Recorded information below:

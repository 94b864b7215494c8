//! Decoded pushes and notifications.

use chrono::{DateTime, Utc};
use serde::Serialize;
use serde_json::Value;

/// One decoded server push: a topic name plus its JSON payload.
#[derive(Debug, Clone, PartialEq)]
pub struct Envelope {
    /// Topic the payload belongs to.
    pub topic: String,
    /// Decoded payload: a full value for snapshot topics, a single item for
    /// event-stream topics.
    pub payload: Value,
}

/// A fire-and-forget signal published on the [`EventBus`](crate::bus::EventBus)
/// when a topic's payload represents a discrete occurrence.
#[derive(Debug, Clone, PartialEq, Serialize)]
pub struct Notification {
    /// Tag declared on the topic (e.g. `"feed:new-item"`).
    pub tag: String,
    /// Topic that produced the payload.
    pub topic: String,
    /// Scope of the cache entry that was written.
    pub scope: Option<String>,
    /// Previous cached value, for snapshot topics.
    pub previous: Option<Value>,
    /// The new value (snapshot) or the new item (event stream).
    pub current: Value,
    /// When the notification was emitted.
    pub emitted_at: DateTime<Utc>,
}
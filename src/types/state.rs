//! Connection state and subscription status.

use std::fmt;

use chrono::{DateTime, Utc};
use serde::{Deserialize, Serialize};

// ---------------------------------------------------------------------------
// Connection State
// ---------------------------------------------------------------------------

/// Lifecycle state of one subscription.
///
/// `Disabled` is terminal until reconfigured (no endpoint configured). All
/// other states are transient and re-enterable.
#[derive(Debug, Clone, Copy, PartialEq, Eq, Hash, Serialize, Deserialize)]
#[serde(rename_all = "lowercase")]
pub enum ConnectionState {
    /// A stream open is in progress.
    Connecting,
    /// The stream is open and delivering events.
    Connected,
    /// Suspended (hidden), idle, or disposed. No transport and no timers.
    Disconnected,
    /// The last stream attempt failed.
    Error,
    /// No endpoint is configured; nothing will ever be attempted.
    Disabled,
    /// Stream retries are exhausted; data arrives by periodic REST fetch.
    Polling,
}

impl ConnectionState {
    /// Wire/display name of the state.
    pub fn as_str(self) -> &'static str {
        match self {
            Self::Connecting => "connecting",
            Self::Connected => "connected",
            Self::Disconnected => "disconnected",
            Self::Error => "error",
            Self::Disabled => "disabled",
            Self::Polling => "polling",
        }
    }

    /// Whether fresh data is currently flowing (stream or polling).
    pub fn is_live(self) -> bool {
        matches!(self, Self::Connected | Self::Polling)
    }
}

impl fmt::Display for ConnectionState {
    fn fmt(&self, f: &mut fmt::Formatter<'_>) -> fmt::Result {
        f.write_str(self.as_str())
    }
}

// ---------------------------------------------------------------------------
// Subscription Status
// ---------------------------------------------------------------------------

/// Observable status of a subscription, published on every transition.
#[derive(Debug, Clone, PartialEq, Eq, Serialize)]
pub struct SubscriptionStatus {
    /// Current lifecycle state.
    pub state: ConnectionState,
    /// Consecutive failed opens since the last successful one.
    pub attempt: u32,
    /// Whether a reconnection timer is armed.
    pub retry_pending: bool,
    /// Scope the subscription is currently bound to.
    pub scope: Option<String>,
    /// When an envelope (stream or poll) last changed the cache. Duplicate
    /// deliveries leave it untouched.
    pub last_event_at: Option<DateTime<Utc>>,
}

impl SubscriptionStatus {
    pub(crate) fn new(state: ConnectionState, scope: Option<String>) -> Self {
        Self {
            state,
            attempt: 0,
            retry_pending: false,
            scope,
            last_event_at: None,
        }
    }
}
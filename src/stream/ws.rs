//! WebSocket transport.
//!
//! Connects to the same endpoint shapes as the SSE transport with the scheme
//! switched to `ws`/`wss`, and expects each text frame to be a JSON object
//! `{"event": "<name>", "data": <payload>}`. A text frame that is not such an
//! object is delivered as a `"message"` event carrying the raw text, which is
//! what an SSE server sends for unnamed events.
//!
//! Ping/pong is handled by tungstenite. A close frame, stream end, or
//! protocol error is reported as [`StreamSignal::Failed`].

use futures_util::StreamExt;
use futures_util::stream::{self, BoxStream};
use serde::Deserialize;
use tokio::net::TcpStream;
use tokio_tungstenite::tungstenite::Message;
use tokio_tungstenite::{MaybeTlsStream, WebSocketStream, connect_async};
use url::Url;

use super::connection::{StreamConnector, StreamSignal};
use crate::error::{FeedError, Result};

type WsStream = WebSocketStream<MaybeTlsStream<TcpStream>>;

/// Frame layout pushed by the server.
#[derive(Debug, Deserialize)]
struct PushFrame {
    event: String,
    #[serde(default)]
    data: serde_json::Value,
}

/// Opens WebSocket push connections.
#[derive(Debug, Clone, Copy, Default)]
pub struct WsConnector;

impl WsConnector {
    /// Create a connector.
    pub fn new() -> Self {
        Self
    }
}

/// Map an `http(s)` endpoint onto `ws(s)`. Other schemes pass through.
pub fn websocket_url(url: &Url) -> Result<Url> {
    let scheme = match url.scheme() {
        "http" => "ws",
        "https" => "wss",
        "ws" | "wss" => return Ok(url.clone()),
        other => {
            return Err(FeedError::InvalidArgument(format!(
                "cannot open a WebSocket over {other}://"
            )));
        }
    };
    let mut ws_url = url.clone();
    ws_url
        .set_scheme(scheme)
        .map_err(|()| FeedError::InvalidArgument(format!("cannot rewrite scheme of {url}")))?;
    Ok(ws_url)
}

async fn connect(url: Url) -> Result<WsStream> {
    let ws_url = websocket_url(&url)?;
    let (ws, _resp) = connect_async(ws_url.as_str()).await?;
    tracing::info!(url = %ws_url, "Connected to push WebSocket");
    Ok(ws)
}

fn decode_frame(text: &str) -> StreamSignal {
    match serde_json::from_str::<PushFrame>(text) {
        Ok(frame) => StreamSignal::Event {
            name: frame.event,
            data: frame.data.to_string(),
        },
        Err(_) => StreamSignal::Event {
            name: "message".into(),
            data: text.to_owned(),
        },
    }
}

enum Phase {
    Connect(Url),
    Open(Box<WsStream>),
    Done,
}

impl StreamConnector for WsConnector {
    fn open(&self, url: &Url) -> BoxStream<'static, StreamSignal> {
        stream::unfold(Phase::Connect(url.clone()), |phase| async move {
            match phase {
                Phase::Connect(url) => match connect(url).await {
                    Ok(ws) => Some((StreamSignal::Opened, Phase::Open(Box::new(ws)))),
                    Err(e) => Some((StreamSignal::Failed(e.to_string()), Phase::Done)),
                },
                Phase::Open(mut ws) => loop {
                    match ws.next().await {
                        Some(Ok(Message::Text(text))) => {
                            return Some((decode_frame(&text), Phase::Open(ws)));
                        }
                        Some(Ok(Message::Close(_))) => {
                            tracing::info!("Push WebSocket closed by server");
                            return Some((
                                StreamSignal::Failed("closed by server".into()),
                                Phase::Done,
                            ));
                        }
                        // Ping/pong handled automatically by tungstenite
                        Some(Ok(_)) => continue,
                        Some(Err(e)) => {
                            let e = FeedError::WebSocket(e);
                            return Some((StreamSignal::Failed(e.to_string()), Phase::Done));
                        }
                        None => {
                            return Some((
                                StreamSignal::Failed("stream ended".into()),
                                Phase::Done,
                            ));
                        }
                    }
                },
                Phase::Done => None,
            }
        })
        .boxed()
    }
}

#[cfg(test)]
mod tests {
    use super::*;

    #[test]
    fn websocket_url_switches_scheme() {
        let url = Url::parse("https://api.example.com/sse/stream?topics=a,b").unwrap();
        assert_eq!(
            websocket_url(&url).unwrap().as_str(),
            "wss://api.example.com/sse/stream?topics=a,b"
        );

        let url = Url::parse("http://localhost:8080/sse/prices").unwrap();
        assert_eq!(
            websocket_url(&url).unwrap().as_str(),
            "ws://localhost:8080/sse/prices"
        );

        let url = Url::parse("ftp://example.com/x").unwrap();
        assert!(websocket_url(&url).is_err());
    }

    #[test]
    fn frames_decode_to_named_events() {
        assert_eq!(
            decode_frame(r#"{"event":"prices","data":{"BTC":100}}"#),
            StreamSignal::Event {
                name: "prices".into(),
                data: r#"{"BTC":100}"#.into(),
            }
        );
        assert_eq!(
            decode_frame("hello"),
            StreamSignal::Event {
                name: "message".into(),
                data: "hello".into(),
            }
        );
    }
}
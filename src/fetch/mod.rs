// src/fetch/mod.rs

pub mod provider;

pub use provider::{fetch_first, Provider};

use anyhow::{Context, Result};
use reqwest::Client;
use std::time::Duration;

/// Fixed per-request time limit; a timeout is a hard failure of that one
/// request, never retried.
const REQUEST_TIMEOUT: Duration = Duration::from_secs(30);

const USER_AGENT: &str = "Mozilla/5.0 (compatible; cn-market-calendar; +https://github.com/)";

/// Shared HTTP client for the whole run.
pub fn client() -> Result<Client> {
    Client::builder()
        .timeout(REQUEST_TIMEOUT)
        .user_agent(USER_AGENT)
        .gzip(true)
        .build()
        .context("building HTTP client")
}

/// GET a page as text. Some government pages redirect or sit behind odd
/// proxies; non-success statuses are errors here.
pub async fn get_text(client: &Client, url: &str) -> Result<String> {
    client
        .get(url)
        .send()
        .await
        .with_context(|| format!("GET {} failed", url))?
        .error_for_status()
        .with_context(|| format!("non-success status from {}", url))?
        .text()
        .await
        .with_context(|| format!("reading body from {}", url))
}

End of Recorded information.

Directions for this task:
Starting at the line above that contains "const REQUEST_TIMEOUT: Duration", write out each line exactly until the line that contains "Client::builder()" has been written, and stop there.

Solution for this problem:
const REQUEST_TIMEOUT: Duration = Duration::from_secs(30);

const USER_AGENT: &str = "Mozilla/5.0 (compatible; cn-market-calendar; +https://github.com/)";

/// Shared HTTP client for the whole run.
pub fn client() -> Result<Client> {
    Client::builder()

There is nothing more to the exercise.